We recently reversed a conviction on the basis of a similar evidentiary ruling. In State v. Ford, 368 So.2d 1074 (La.1979), the defendant was charged with aggravated battery. In support of a claim of self-defense, he attempted to testify that the victim had told a mutual friend that he, the victim, would kill the defendant for stealing money from him. The defendant was prepared to testify that the mutual friend had relayed the threat; the friend was not in court to testify. Upon objection by the prosecution, the testimony was excluded as hearsay. On appeal, this Court reversed the conviction, noting that if the defendant’s testimony had been offered to prove the reality of the threat, such testimony would have been hearsay. However, the defendant’s testimony was independently admissible to show a rational basis for defendant’s fear of harm at the hands of the victim, i. e., that defendant had been told of the victim’s threat.
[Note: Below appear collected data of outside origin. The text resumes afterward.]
use lazy_static::lazy_static;
use regex::Regex;

use crate::schema::EmploymentType;

lazy_static! {
    static ref FULL_TIME_RE: Regex = Regex::new(r"(?i)\bfull[-\s]?time\b").unwrap();
    static ref PART_TIME_RE: Regex = Regex::new(r"(?i)\bpart[-\s]?time\b").unwrap();
    static ref CONTRACT_RE: Regex =
        Regex::new(r"(?i)\b(?:contract|freelance|consultant)\b").unwrap();
    static ref INTERNSHIP_RE: Regex =
        Regex::new(r"(?i)\b(?:intern(?:ship)?|co[-\s]?op)\b").unwrap();
}

/// Union of every employment-type keyword that matches, in declaration
/// order. A posting that names none is treated as full-time.
pub fn infer_employment_types(text: &str) -> Vec<EmploymentType> {
    let checks: [(&Regex, EmploymentType); 4] = [
        (&FULL_TIME_RE, EmploymentType::FullTime),
        (&PART_TIME_RE, EmploymentType::PartTime),
        (&CONTRACT_RE, EmploymentType::Contract),
        (&INTERNSHIP_RE, EmploymentType::Internship),
    ];

    let matches: Vec<EmploymentType> = checks
        .iter()
        .filter(|(pattern, _)| pattern.is_match(text))
        .map(|(_, kind)| *kind)
        .collect();

    if matches.is_empty() {
        return vec![EmploymentType::FullTime];
    }

    matches
}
In that perspective, it mattered little whether or not the victim had ever made the threats. What mattered was that defendant thought the threats had been made.

In the case at hand, the question of whether the owner in fact had given permission for materials to be taken from the property was not the issue. What mattered was whether the defendant when he entered the property believed that the owner had. In erroneously excluding this testimony, the trial court deprived defendant of his only defense. Therefore defendant’s conviction and sentence must be reversed.

Decree

For the foregoing reasons the conviction and sentence of Raymond C. Webb are reversed and the case remanded to the district court for re-trial or such other action as is deemed appropriate.

REVERSED; REMANDED.

SUMMERS, C. J., dissents. 
      
      . Because the prosecutor’s objection to his testimony was sustained, defendant was unable to relate the substance of his conversation with the unidentified man. However, defense counsel in his opening statement charted this course for defendant’s testimony and asserts in brief that had defendant been allowed to continue, this would have been the substance of his statement.
     
      
      . Both of defendant’s assignments of error relate to the exclusion of this testimony. In his first assignment defendant contends that the trial court erred in excluding the testimony and in his second that it erred in not granting a new trial because of that ruling.